Records supplied Start Marker

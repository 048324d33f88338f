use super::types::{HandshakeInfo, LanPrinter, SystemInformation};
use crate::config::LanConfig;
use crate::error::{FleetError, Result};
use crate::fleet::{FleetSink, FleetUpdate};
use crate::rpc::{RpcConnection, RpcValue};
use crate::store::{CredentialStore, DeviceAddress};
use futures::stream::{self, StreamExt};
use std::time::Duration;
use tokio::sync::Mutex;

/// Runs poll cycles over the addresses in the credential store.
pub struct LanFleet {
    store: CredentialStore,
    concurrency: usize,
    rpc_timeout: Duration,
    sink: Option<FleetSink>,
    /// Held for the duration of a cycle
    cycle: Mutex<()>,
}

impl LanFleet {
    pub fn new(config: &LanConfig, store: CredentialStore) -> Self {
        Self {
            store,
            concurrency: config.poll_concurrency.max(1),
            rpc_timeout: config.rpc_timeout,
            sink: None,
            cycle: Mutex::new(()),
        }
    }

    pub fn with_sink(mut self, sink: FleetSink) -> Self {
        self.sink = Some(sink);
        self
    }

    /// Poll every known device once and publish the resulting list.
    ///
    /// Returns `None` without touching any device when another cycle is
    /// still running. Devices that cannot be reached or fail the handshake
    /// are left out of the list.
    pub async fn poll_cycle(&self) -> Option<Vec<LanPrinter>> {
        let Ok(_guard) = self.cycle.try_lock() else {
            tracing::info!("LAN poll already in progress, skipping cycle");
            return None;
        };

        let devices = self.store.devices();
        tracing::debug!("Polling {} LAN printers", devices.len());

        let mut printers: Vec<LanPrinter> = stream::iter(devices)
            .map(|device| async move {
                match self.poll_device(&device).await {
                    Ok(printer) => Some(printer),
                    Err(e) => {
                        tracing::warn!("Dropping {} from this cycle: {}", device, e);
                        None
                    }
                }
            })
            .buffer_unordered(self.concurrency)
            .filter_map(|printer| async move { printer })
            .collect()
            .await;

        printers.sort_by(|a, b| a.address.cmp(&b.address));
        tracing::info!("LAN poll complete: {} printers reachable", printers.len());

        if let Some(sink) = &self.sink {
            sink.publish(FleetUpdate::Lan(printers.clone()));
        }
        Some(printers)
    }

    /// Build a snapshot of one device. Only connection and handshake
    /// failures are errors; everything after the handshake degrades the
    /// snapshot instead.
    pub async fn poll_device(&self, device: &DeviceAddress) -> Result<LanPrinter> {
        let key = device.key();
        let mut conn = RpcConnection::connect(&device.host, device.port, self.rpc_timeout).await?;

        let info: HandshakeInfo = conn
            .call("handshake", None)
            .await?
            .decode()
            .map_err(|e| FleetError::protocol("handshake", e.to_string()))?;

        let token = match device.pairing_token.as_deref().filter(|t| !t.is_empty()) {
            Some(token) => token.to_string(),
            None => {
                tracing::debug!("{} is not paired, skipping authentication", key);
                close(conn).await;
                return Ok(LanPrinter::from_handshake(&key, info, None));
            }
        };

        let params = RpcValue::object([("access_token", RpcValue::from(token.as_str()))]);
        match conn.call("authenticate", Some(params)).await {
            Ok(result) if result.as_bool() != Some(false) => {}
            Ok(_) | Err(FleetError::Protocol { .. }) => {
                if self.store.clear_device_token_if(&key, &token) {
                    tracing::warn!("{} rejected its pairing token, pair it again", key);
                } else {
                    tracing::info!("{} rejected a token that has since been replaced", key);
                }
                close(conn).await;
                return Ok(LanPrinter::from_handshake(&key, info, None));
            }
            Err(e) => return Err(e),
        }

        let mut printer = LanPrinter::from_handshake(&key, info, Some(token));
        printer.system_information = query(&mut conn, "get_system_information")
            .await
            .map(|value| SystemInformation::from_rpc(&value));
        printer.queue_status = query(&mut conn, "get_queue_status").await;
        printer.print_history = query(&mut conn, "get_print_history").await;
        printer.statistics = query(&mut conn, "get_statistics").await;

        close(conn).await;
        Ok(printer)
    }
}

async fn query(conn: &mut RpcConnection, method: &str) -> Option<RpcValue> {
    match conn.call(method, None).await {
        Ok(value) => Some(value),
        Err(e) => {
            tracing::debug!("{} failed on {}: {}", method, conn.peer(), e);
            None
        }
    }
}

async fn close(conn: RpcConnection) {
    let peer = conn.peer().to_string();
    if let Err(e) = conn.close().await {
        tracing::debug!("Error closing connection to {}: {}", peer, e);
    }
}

Records supplied End Marker
Records supplied Start Marker

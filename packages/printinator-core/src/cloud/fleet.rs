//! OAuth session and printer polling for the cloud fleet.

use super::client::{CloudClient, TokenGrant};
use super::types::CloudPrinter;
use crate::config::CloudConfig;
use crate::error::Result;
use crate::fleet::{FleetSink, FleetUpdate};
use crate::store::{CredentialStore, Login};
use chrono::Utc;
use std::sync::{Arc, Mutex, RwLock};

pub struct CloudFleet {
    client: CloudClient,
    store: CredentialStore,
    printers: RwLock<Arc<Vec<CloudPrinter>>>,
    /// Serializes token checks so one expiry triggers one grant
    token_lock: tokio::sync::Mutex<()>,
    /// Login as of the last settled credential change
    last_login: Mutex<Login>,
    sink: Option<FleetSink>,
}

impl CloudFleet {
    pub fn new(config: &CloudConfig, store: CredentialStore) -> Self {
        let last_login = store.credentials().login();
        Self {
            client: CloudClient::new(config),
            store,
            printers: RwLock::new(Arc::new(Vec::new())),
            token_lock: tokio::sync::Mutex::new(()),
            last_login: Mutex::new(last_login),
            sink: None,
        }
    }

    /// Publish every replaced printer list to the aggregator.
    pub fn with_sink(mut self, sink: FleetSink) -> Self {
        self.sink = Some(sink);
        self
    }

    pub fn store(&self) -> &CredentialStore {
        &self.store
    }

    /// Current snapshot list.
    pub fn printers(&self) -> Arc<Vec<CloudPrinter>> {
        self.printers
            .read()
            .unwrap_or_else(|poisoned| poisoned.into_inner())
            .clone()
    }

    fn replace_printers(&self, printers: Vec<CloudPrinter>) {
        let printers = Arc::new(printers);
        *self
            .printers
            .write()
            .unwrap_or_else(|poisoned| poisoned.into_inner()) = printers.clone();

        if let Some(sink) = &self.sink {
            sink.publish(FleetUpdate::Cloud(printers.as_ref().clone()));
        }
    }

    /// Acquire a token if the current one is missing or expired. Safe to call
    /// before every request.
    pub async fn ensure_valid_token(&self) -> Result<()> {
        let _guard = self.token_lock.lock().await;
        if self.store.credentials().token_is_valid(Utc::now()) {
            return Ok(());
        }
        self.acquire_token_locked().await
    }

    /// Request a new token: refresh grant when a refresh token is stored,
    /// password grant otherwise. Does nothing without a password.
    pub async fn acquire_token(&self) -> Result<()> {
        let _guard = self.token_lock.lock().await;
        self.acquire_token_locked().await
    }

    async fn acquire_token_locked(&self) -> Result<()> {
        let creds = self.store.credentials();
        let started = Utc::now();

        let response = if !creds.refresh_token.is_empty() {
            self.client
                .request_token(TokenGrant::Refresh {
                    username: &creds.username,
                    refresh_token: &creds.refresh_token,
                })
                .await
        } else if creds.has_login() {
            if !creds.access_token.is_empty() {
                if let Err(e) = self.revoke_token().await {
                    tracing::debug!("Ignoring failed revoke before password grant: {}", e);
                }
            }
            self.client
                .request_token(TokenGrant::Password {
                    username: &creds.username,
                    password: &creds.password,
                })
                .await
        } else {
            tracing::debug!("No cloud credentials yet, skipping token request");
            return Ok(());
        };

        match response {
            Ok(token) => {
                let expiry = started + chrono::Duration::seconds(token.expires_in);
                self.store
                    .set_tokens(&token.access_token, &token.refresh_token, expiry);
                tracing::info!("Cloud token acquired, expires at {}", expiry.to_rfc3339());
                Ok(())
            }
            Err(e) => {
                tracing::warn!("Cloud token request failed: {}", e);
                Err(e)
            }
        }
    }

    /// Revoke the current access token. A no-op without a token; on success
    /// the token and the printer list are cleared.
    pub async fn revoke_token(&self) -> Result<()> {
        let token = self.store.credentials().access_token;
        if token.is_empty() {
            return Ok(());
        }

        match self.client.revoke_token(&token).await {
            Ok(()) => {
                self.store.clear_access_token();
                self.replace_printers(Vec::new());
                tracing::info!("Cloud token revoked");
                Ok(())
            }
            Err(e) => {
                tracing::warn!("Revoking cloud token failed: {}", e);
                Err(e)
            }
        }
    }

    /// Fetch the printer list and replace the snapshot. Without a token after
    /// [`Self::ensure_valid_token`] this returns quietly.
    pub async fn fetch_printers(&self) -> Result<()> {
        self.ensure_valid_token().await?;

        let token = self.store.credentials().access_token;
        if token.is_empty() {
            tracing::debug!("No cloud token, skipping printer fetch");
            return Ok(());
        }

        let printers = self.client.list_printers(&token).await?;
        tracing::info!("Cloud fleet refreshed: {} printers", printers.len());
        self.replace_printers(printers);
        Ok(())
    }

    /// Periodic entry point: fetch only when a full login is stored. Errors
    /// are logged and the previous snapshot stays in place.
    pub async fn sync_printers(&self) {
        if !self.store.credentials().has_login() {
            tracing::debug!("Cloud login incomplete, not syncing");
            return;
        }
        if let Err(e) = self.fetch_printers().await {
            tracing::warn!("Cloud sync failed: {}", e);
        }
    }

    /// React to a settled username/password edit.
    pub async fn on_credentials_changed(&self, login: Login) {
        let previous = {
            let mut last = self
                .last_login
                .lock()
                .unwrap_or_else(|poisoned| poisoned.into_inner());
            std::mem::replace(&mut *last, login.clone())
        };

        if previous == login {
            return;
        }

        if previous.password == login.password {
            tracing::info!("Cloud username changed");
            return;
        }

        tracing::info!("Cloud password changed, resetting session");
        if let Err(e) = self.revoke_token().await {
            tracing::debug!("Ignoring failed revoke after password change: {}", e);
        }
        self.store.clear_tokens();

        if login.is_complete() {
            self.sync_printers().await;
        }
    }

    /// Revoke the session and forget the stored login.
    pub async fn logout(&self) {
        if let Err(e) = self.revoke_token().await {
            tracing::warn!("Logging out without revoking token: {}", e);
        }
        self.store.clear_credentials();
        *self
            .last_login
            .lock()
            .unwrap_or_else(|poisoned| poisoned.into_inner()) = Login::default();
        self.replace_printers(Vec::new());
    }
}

Records supplied End Marker
Records supplied Start Marker

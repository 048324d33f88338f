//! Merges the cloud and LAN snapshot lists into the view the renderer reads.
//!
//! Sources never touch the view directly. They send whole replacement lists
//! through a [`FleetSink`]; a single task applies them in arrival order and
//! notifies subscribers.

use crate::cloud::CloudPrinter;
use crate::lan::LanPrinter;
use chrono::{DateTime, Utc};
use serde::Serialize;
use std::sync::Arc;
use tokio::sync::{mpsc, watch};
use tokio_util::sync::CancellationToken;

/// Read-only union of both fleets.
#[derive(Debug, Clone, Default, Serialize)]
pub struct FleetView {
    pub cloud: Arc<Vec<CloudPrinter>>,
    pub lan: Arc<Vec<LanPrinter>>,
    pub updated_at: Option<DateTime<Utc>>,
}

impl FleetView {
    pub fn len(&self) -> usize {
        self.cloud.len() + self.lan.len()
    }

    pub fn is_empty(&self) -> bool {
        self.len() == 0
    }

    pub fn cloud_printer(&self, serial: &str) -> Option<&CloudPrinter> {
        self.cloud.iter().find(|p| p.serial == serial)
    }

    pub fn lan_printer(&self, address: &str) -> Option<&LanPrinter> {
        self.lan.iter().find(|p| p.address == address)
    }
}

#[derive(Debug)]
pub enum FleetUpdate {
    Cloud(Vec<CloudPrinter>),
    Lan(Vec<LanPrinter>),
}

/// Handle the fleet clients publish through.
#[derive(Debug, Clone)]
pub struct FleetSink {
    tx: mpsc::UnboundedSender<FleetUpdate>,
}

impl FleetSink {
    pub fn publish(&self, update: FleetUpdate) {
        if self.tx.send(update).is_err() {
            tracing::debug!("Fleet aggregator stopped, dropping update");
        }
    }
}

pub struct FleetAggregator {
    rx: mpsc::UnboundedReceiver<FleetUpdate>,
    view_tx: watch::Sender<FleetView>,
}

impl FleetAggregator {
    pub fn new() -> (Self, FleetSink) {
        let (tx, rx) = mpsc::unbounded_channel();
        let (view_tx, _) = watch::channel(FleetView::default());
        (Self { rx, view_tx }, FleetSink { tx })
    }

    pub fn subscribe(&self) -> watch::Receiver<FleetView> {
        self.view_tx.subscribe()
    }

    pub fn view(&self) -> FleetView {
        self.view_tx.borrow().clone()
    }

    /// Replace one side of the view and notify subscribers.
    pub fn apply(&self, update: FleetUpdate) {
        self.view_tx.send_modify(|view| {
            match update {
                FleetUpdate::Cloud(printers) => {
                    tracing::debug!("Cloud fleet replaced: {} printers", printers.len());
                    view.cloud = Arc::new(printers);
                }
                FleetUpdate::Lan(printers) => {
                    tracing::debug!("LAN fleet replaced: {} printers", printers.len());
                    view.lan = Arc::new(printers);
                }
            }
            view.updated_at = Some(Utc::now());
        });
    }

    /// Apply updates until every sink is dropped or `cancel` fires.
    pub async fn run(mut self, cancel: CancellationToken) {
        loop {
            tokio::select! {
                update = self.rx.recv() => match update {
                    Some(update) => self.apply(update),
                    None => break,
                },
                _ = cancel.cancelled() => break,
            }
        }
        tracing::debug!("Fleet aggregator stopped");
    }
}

Records supplied End Marker

- **What you need to do**
Look through the records and gather each line with the word "TokenGrant".

- **Result**
use super::client::{CloudClient, TokenGrant};
                .request_token(TokenGrant::Refresh {
                .request_token(TokenGrant::Password {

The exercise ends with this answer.